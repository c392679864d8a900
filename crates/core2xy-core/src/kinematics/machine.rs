//! Core2XY kinematics with optional dual carriage.
//!
//! Belt A follows the active carriage (`x + y`), belt B is shared (`x - y`)
//! and Z is driven directly. A second carriage on the X axis is parked
//! (`y` only) while the primary carriage prints, or slaved to it in
//! copy/mirror mode with a fixed offset.

use std::path::Path;

use anyhow::Context;

use crate::{
    config::Config,
    itersolve::Step,
    kinematics::{
        KinematicsError,
        cartesian::CartesianKin,
        core2xy::{Core2XYKin, StepperType},
        rail::{Rail, RailKinematics},
    },
    trap_queue::{Coord, MoveQueue},
};

pub use crate::kinematics::cartesian::Axis;

const UNHOMED: (f64, f64) = (1.0, -1.0);

/// Homing overshoot as a multiple of the distance to the far end of travel
const HOMING_OVERSHOOT: f64 = 1.5;

/// How the inactive dual carriage follows the toolhead
#[derive(Debug, Clone, Copy, Default, PartialEq, Eq)]
pub enum CarriageMode {
    /// Inactive carriage stays parked
    #[default]
    Primary,
    /// Inactive carriage moves in the same X direction
    Copy,
    /// Inactive carriage moves in the opposite X direction
    Mirror,
}

/// Steps generated for one rail during a flush
#[derive(Debug, Clone, PartialEq)]
pub struct RailSteps {
    pub rail: String,
    pub steps: Vec<Step>,
}

/// Velocity and acceleration caps for a single move
#[derive(Debug, Clone, Copy, PartialEq)]
pub struct SpeedLimit {
    pub velocity: f64,
    pub accel: f64,
}

/// Drive a rail towards its endstop along one axis
#[derive(Debug, Clone, PartialEq)]
pub struct HomingMove {
    pub rail: String,
    pub axis: Axis,
    /// Position assumed before the move, far enough out to reach the endstop
    pub force_pos: f64,
    /// Position once the endstop triggers
    pub home_pos: f64,
}

impl HomingMove {
    fn for_rail<K: RailKinematics>(axis: Axis, rail: &Rail<K>) -> Self {
        let (min, max) = rail.range();
        let home_pos = rail.position_endstop();
        let force_pos = if rail.homing_positive_dir() {
            home_pos - HOMING_OVERSHOOT * (home_pos - min)
        } else {
            home_pos + HOMING_OVERSHOOT * (max - home_pos)
        };
        Self {
            rail: rail.name().to_string(),
            axis,
            force_pos,
            home_pos,
        }
    }
}

/// Performs homing moves on the hardware.
pub trait RailHomer {
    type Error: From<KinematicsError>;

    fn home_rail(&mut self, homing: &HomingMove) -> Result<(), Self::Error>;
}

impl RailHomer for Vec<HomingMove> {
    type Error = KinematicsError;

    fn home_rail(&mut self, homing: &HomingMove) -> Result<(), Self::Error> {
        self.push(homing.clone());
        Ok(())
    }
}

fn check_invertible(carriage: Core2XYKin, belt: Core2XYKin) -> Result<(), KinematicsError> {
    let [ax, ay, _] = carriage.stepper_type().coefficients();
    let [bx, by, _] = belt.stepper_type().coefficients();
    // A pair that ignores X only loses X, which calc_position carries over
    if ax * by - ay * bx == 0.0 && (ax != 0.0 || bx != 0.0) {
        return Err(KinematicsError::SingularMapping {
            carriage: carriage.stepper_type(),
            belt: belt.stepper_type(),
        });
    }
    Ok(())
}

fn must_home(end: Coord) -> KinematicsError {
    KinematicsError::MustHomeFirst {
        x: end.x,
        y: end.y,
        z: end.z,
    }
}

fn out_of_range(end: Coord) -> KinematicsError {
    KinematicsError::MoveOutOfRange {
        x: end.x,
        y: end.y,
        z: end.z,
    }
}

#[derive(Debug)]
pub struct Core2XYKinematics {
    carriages: Vec<Rail>,
    rail_y: Rail,
    rail_z: Rail<CartesianKin>,
    active: usize,
    mode: CarriageMode,
    /// X position of the inactive carriage while parked
    parked_x: f64,
    position: Coord,
    limits: [(f64, f64); 3],
    max_z_velocity: f64,
    max_z_accel: f64,
}

impl Core2XYKinematics {
    /// Build the kinematics from an already validated config.
    pub fn from_config(config: &Config) -> Result<Self, KinematicsError> {
        let mut carriages = vec![Rail::from_config(
            "stepper_x",
            &config.stepper_x,
            StepperType::Plus,
        )?];
        let rail_y = Rail::from_config("stepper_y", &config.stepper_y, StepperType::Minus)?;
        check_invertible(carriages[0].primary(), rail_y.primary())?;
        let rail_z = Rail::new("stepper_z", &config.stepper_z, CartesianKin::new(Axis::Z));

        let mut parked_x = 0.0;
        if let Some(dc) = &config.dual_carriage {
            let mut rail = Rail::from_config("dual_carriage", &dc.rail, StepperType::Plus)?;
            check_invertible(rail.primary(), rail_y.primary())?;
            rail.set_kin(Core2XYKin::new(StepperType::Park));
            parked_x = rail.position_endstop();
            carriages.push(rail);
        }

        tracing::info!(
            dual_carriage = carriages.len() > 1,
            "configured core2xy kinematics"
        );

        Ok(Self {
            carriages,
            rail_y,
            rail_z,
            active: 0,
            mode: CarriageMode::Primary,
            parked_x,
            position: Coord::default(),
            limits: [UNHOMED; 3],
            max_z_velocity: config.z_velocity(),
            max_z_accel: config.z_accel(),
        })
    }

    /// Load, validate and build the kinematics from a config file.
    pub fn from_file<P: AsRef<Path>>(path: P) -> anyhow::Result<Self> {
        let config = Config::from_file(path)?;
        config.validate()?;
        Self::from_config(&config).context("failed to configure core2xy kinematics")
    }

    pub fn has_dual_carriage(&self) -> bool {
        self.carriages.len() > 1
    }

    pub fn active_carriage(&self) -> usize {
        self.active
    }

    pub fn mode(&self) -> CarriageMode {
        self.mode
    }

    pub fn parked_x(&self) -> Option<f64> {
        self.has_dual_carriage().then_some(self.parked_x)
    }

    /// Belt rails: carriages in index order, then belt B.
    pub fn rails(&self) -> impl Iterator<Item = &Rail> {
        self.carriages.iter().chain(std::iter::once(&self.rail_y))
    }

    pub fn rail_z(&self) -> &Rail<CartesianKin> {
        &self.rail_z
    }

    fn rails_mut(&mut self) -> impl Iterator<Item = &mut Rail> {
        self.carriages
            .iter_mut()
            .chain(std::iter::once(&mut self.rail_y))
    }

    /// Toolhead position derived from the active carriage, belt B and Z.
    pub fn calc_position(&self) -> Coord {
        let a = &self.carriages[self.active];
        let [ax, ay, ac] = a.kin().stepper_type().coefficients();
        let [bx, by, bc] = self.rail_y.kin().stepper_type().coefficients();
        let pa = a.commanded_position() - ac;
        let pb = self.rail_y.commanded_position() - bc;

        let z = self.rail_z.commanded_position();

        let det = ax * by - ay * bx;
        if det == 0.0 {
            // Neither belt depends on X; keep the last set X
            let y = if ay != 0.0 { pa / ay } else { pb / by };
            return Coord::new(self.position.x, y, z);
        }
        Coord {
            x: (pa * by - ay * pb) / det,
            y: (ax * pb - pa * bx) / det,
            z,
        }
    }

    /// Reset every rail to `pos`. Axes in `homing_axes` adopt the range of
    /// the rail that drives them as their motion limits.
    pub fn set_position(&mut self, pos: Coord, homing_axes: &[Axis]) {
        self.position = pos;
        for rail in self.rails_mut() {
            rail.set_position(pos);
        }
        self.rail_z.set_position(pos);
        for &axis in homing_axes {
            self.limits[axis.index()] = match axis {
                Axis::X => self.carriages[self.active].range(),
                Axis::Y => self.rail_y.range(),
                Axis::Z => self.rail_z.range(),
            };
        }
    }

    /// Check the end point of a move against the homed limits.
    ///
    /// Moves along Z come back with the speed limit the slower Z axis
    /// imposes on the whole move.
    pub fn check_move(
        &self,
        start: Coord,
        end: Coord,
    ) -> Result<Option<SpeedLimit>, KinematicsError> {
        for axis in Axis::ALL {
            let (min, max) = self.limits[axis.index()];
            let pos = axis.of(end);
            if axis.of(start) != pos && (pos < min || pos > max) {
                if min > max {
                    return Err(must_home(end));
                }
                return Err(out_of_range(end));
            }
        }

        if start.x != end.x && self.mode != CarriageMode::Primary {
            let inactive = &self.carriages[1 - self.active];
            let carriage_x = match inactive.kin().stepper_type() {
                StepperType::Copy { offset } => Some(end.x + offset),
                StepperType::Mirror { offset } => Some(-end.x + offset),
                _ => None,
            };
            let (min, max) = inactive.range();
            if carriage_x.is_some_and(|x| x < min || x > max) {
                return Err(out_of_range(end));
            }
        }

        let dz = end.z - start.z;
        if dz == 0.0 {
            return Ok(None);
        }
        let (dx, dy) = (end.x - start.x, end.y - start.y);
        let z_ratio = (dx * dx + dy * dy + dz * dz).sqrt() / dz.abs();
        Ok(Some(SpeedLimit {
            velocity: self.max_z_velocity * z_ratio,
            accel: self.max_z_accel * z_ratio,
        }))
    }

    /// Forget homing state.
    pub fn motor_off(&mut self) {
        self.limits = [UNHOMED; 3];
    }

    pub fn homed_axes(&self) -> String {
        Axis::ALL
            .into_iter()
            .zip(self.limits)
            .filter(|(_, (min, max))| min <= max)
            .map(|(axis, _)| axis.name())
            .collect()
    }

    /// Home `axes` in order.
    ///
    /// With a dual carriage, X homes carriage 0 then carriage 1 and finally
    /// reactivates whichever carriage was active before.
    pub fn home<H: RailHomer>(&mut self, axes: &[Axis], homer: &mut H) -> Result<(), H::Error> {
        for &axis in axes {
            if axis == Axis::X && self.has_dual_carriage() {
                let active = self.active;
                for carriage in 0..2 {
                    self.activate_carriage(carriage)?;
                    self.home_axis(axis, homer)?;
                }
                self.activate_carriage(active)?;
            } else {
                self.home_axis(axis, homer)?;
            }
        }
        Ok(())
    }

    fn home_axis<H: RailHomer>(&mut self, axis: Axis, homer: &mut H) -> Result<(), H::Error> {
        let homing = match axis {
            Axis::X => HomingMove::for_rail(axis, &self.carriages[self.active]),
            Axis::Y => HomingMove::for_rail(axis, &self.rail_y),
            Axis::Z => HomingMove::for_rail(axis, &self.rail_z),
        };
        homer.home_rail(&homing)?;

        let pos = axis.with(self.calc_position(), homing.home_pos);
        self.set_position(pos, &[axis]);
        tracing::info!(rail = %homing.rail, home_pos = homing.home_pos, "homed rail");
        Ok(())
    }

    fn require_dual_carriage(&self) -> Result<(), KinematicsError> {
        if self.has_dual_carriage() {
            Ok(())
        } else {
            Err(KinematicsError::NoDualCarriage)
        }
    }

    /// Make `carriage` the printing carriage and park the other one.
    pub fn activate_carriage(&mut self, carriage: usize) -> Result<(), KinematicsError> {
        self.require_dual_carriage()?;
        if carriage > 1 {
            return Err(KinematicsError::InvalidCarriage(carriage));
        }
        self.set_carriage_mode(CarriageMode::Primary)?;
        if carriage == self.active {
            return Ok(());
        }

        let cur = self.calc_position();
        let previous = self.active;
        let new_x = std::mem::replace(&mut self.parked_x, cur.x);

        self.carriages[previous].set_kin(Core2XYKin::new(StepperType::Park));
        let primary = self.carriages[carriage].primary();
        self.carriages[carriage].set_kin(primary);
        self.active = carriage;

        let (min, max) = self.limits[Axis::X.index()];
        if min <= max {
            self.limits[Axis::X.index()] = self.carriages[carriage].range();
        }
        self.set_position(Coord { x: new_x, ..cur }, &[]);

        tracing::info!(carriage, parked_x = self.parked_x, "activated carriage");
        Ok(())
    }

    /// Switch how the inactive carriage follows the toolhead.
    pub fn set_carriage_mode(&mut self, mode: CarriageMode) -> Result<(), KinematicsError> {
        self.require_dual_carriage()?;
        if mode == self.mode {
            return Ok(());
        }

        let cur = self.calc_position();
        let inactive = 1 - self.active;

        // Where the inactive carriage currently sits
        self.parked_x = match self.carriages[inactive].kin().stepper_type() {
            StepperType::Copy { offset } => cur.x + offset,
            StepperType::Mirror { offset } => -cur.x + offset,
            _ => self.parked_x,
        };

        let stepper_type = match mode {
            CarriageMode::Primary => StepperType::Park,
            CarriageMode::Copy => StepperType::Copy {
                offset: self.parked_x - cur.x,
            },
            CarriageMode::Mirror => StepperType::Mirror {
                offset: self.parked_x + cur.x,
            },
        };
        let rail = &mut self.carriages[inactive];
        rail.set_kin(Core2XYKin::new(stepper_type));
        rail.set_position(cur);
        self.position = cur;
        self.mode = mode;

        tracing::info!(?mode, parked_x = self.parked_x, "set dual carriage mode");
        Ok(())
    }

    /// Run every rail's solver up to `flush_time`.
    pub fn generate_steps(&mut self, queue: &MoveQueue, flush_time: f64) -> Vec<RailSteps> {
        let mut flushed: Vec<RailSteps> = self
            .rails_mut()
            .map(|rail| RailSteps {
                rail: rail.name().to_string(),
                steps: rail.generate_steps(queue, flush_time),
            })
            .collect();
        flushed.push(RailSteps {
            rail: self.rail_z.name().to_string(),
            steps: self.rail_z.generate_steps(queue, flush_time),
        });
        flushed
    }
}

········

Work order. Keep only those lines of the records that hold "Result", and return them.

Response for this exercise.
    fn home_rail(&mut self, homing: &HomingMove) -> Result<(), Self::Error>;
    fn home_rail(&mut self, homing: &HomingMove) -> Result<(), Self::Error> {
fn check_invertible(carriage: Core2XYKin, belt: Core2XYKin) -> Result<(), KinematicsError> {
    pub fn from_config(config: &Config) -> Result<Self, KinematicsError> {
    pub fn from_file<P: AsRef<Path>>(path: P) -> anyhow::Result<Self> {
    ) -> Result<Option<SpeedLimit>, KinematicsError> {
    pub fn home<H: RailHomer>(&mut self, axes: &[Axis], homer: &mut H) -> Result<(), H::Error> {
    fn home_axis<H: RailHomer>(&mut self, axis: Axis, homer: &mut H) -> Result<(), H::Error> {
    fn require_dual_carriage(&self) -> Result<(), KinematicsError> {
    pub fn activate_carriage(&mut self, carriage: usize) -> Result<(), KinematicsError> {
    pub fn set_carriage_mode(&mut self, mode: CarriageMode) -> Result<(), KinematicsError> {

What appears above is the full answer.